[Found this forgotten in the drafts folder from 2018.]
Was at Ralphs and checked out the poor people veggie bin and there were three big bundles of potatoes at 99 cents each. My Irish German heart was set aflutter and I bought all three and once home dropped them into the tuber bag with the sweet potatoes and rutabaga and onions of every color. There they sat.
A day or two later I noticed a smell. I took out the garbage. Still the smell. Took out the bag full of recyclables. Still the smell. Searched every corner and crevice of the kitchen with the broom. Sniffed the garbage disposal. Nope. Sniffed myself. Nope, just a manly deodorant. The next day the odor had grown stronger and more fetid and propinquitous. Ah ha, the paper bag root cellar where I’d put the new potatoes. Sure enough, the smell emanated from it.

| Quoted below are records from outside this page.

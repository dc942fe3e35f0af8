use std::collections::{BTreeMap, BTreeSet};
use std::fmt;
use chrono::{DateTime, Utc};
use serde::{Deserialize, Serialize};
use serde_json::{Map, Value};

pub type Filename = String;
pub type Tag = String;
pub type TvId = String;

/// Whole metadata document, as stored in `metadata.json`.
///
/// `images`, `tvs` and `tags` are required; anything else at the top level
/// is carried in `extra` and written back untouched.
#[derive(Serialize, Deserialize, Default, Clone, Debug, PartialEq)]
pub struct MetadataDocument {
    pub images: BTreeMap<Filename, ImageRecord>,
    pub tvs: Vec<TvRecord>,
    pub tags: BTreeSet<Tag>,
    #[serde(flatten)]
    pub extra: Map<String, Value>,
}

impl MetadataDocument {
    pub fn get_image(&self, filename: &str) -> Option<&ImageRecord> {
        self.images.get(filename)
    }

    /// Case-insensitive lookup, for collision checks on case-folding filesystems.
    pub fn find_image_ignore_case(&self, filename: &str) -> Option<&ImageRecord> {
        self.images.iter()
            .find(|(key, _)| key.eq_ignore_ascii_case(filename))
            .map(|(_, record)| record)
    }

    pub fn get_tv(&self, tv_id: &str) -> Option<&TvRecord> {
        self.tvs.iter().find(|tv| tv.id == tv_id)
    }

    pub fn get_tv_mut(&mut self, tv_id: &str) -> Option<&mut TvRecord> {
        self.tvs.iter_mut().find(|tv| tv.id == tv_id)
    }

    /// Adds every tag to the vocabulary, returning the ones that were new.
    pub fn ensure_tags<'a>(&mut self, tags: impl IntoIterator<Item = &'a Tag>) -> Vec<Tag> {
        tags.into_iter()
            .filter(|tag| self.tags.insert((*tag).clone()))
            .cloned()
            .collect()
    }
}

#[derive(Serialize, Deserialize, Clone, Copy, Debug, PartialEq, Eq)]
pub struct Dimensions {
    pub width: u32,
    pub height: u32,
}

#[derive(Serialize, Deserialize, Clone, Debug, PartialEq)]
pub struct ImageRecord {
    pub filename: Filename,
    #[serde(default)]
    pub matte: Matte,
    #[serde(default)]
    pub filter: PhotoFilter,
    #[serde(default)]
    pub tags: BTreeSet<Tag>,
    pub added: DateTime<Utc>,
    #[serde(default, skip_serializing_if = "Option::is_none")]
    pub dimensions: Option<Dimensions>,
    #[serde(flatten)]
    pub extra: Map<String, Value>,
}

impl ImageRecord {
    pub fn new(filename: Filename, dimensions: Dimensions) -> Self {
        Self {
            filename,
            matte: Matte::default(),
            filter: PhotoFilter::default(),
            tags: BTreeSet::new(),
            added: Utc::now(),
            dimensions: Some(dimensions),
            extra: Map::new(),
        }
    }

    pub fn is_untagged(&self) -> bool {
        self.tags.is_empty()
    }
}

#[derive(Serialize, Deserialize, Clone, Debug, PartialEq)]
pub struct TvRecord {
    pub id: TvId,
    pub name: String,
    pub ip: String,
    pub added: DateTime<Utc>,
    /// An empty set matches every image.
    #[serde(default)]
    pub tags: BTreeSet<Tag>,
    #[serde(flatten)]
    pub extra: Map<String, Value>,
}

macro_rules! open_enum {
    ($(#[$meta:meta])* $name:ident { $($variant:ident => $text:literal),+ $(,)? }) => {
        $(#[$meta])*
        #[derive(Serialize, Deserialize, Clone, Debug, PartialEq, Eq, Hash, Default)]
        #[serde(from = "String", into = "String")]
        pub enum $name {
            #[default]
            None,
            $($variant,)+
            /// A value written by a newer version, kept verbatim.
            Other(String),
        }

        impl $name {
            pub fn as_str(&self) -> &str {
                match self {
                    Self::None => "none",
                    $(Self::$variant => $text,)+
                    Self::Other(value) => value.as_str(),
                }
            }

            pub fn is_known(&self) -> bool {
                !matches!(self, Self::Other(_))
            }
        }

        impl From<String> for $name {
            fn from(value: String) -> Self {
                match value.as_str() {
                    "none" => Self::None,
                    $($text => Self::$variant,)+
                    _ => Self::Other(value),
                }
            }
        }

        impl From<$name> for String {
            fn from(value: $name) -> Self {
                value.as_str().to_string()
            }
        }

        impl fmt::Display for $name {
            fn fmt(&self, f: &mut fmt::Formatter<'_>) -> fmt::Result {
                f.write_str(self.as_str())
            }
        }
    };
}

open_enum! {
    /// Frame TV matte style.
    Matte {
        ModernThin => "modernthin",
        Modern => "modern",
        ModernWide => "modernwide",
        Flexible => "flexible",
        Shadowbox => "shadowbox",
        Panoramic => "panoramic",
        Triptych => "triptych",
        Mix => "mix",
        Squares => "squares",
    }
}

open_enum! {
    /// Frame TV photo filter.
    PhotoFilter {
        Aqua => "aqua",
        ArtDeco => "artdeco",
        Ink => "ink",
        Wash => "wash",
        Pastel => "pastel",
        Feuve => "feuve",
    }
}

#[cfg(test)]
mod tests {
    use super::*;

    const DOCUMENT: &str = r#"{
        "images": {
            "sunset-beach-a1b2c3d4.jpg": {
                "filename": "sunset-beach-a1b2c3d4.jpg",
                "matte": "shadowbox",
                "filter": "sepia-2030",
                "tags": ["nature", "beach"],
                "added": "2024-05-01T10:00:00Z",
                "dimensions": { "width": 3840, "height": 2160 },
                "favorite": true
            }
        },
        "tvs": [
            { "id": "tv-1700000000000", "name": "Living room", "ip": "192.168.1.20", "added": "2024-05-01T10:00:00Z", "tags": [], "model": "QN65LS03" }
        ],
        "tags": ["beach", "nature"],
        "version": 2
    }"#;

    #[test]
    fn unknown_fields_survive_round_trip() {
        let doc: MetadataDocument = serde_json::from_str(DOCUMENT).unwrap();
        let image = doc.get_image("sunset-beach-a1b2c3d4.jpg").unwrap();
        assert_eq!(image.extra.get("favorite"), Some(&Value::Bool(true)));
        assert_eq!(doc.tvs[0].extra.get("model"), Some(&Value::String("QN65LS03".to_string())));

        let reparsed: MetadataDocument = serde_json::from_str(&serde_json::to_string(&doc).unwrap()).unwrap();
        assert_eq!(reparsed, doc);
        assert_eq!(reparsed.extra.get("version"), Some(&Value::from(2)));
    }

    #[test]
    fn unknown_enum_values_are_kept() {
        let doc: MetadataDocument = serde_json::from_str(DOCUMENT).unwrap();
        let image = doc.get_image("sunset-beach-a1b2c3d4.jpg").unwrap();
        assert_eq!(image.matte, Matte::Shadowbox);
        assert_eq!(image.filter, PhotoFilter::Other("sepia-2030".to_string()));
        assert!(!image.filter.is_known());
        let json = serde_json::to_value(image).unwrap();
        assert_eq!(json["filter"], "sepia-2030");
    }

    #[test]
    fn missing_matte_and_filter_default_to_none() {
        let image: ImageRecord = serde_json::from_str(
            r#"{ "filename": "a-00000000.png", "added": "2024-05-01T10:00:00Z" }"#
        ).unwrap();
        assert_eq!(image.matte, Matte::None);
        assert_eq!(image.filter, PhotoFilter::None);
        assert!(image.is_untagged());
        assert_eq!(image.dimensions, None);
    }

    #[test]
    fn empty_enum_values_are_kept_verbatim() {
        let image: ImageRecord = serde_json::from_str(
            r#"{ "filename": "a-00000000.png", "added": "2024-05-01T10:00:00Z", "matte": "", "filter": "" }"#
        ).unwrap();
        assert_eq!(image.matte, Matte::Other(String::new()));
        let json = serde_json::to_value(&image).unwrap();
        assert_eq!(json["matte"], "");
        assert_eq!(json["filter"], "");
    }

    #[test]
    fn case_insensitive_lookup() {
        let doc: MetadataDocument = serde_json::from_str(DOCUMENT).unwrap();
        assert!(doc.find_image_ignore_case("Sunset-Beach-A1B2C3D4.JPG").is_some());
        assert!(doc.get_image("Sunset-Beach-A1B2C3D4.JPG").is_none());
    }
}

I reached in and removed one of the potato bundles. They were small and red and white and blue (well, purple) and smelled like potato. The next bag was full of big honking spud beasts, huge Idaho potatoid monstrosities that taste absolutely delicious baked and topped with low fat sour cream and chopped green onions (my brunch). They too smelled like potatoes. Then the next bundle, much like the first but with the faint odor of aged brick cheese, like the time we opened a block of very aged brick cheese at a party at our place and the guests mutinied, but not then but two weeks later when either the reek or the memory of the reek lingered. That smell. I laid the bundle on the counter and carefully snipped open the netting which contained it. Then ever so gingerly I picked up each potato, sniffed it, and put it down.
Finally I got to the bottom of the pile of potatoes. There in the middle was a mid sized white potato with a sickly pallor and swollen appearance. I lightly touched it and poof! it popped open and the room was fragrant with rotten potato. It was an eye watering reek. I pulled open the windows and then took the offending spud outside and threw it into the planter. Instant mulch.
Amazing how bad that rotten potato stench is. Not sure what causes it, is it the result of the fungus digesting (so to speak) the innards of the potato, or more likely the bacteria that accompanies the fungus? Doubtless I could spend the day looking this up on Google, but I won’t. (I did later, though. It’s the bacteria.) But I did remember how Irishmen digging up their fields in the 1840’s found row after row of shriveled, mushy, foul smelling potatoes, each rotten with fungus. Doubtless they smelled like this, rank as the ripest foulest cheese, and as the potato famine spread you would have smelled that same dead potato reek across the whole island (but especially in the Gaelic speaking west and south) as peasants desperately dug up every plant looking for a potato their family could eat. A million Irishmen died in the famine that followed and the smell of dead potatoes mingled everywhere with the smell of dead people into a sickly perfume till even the roses smelled of death.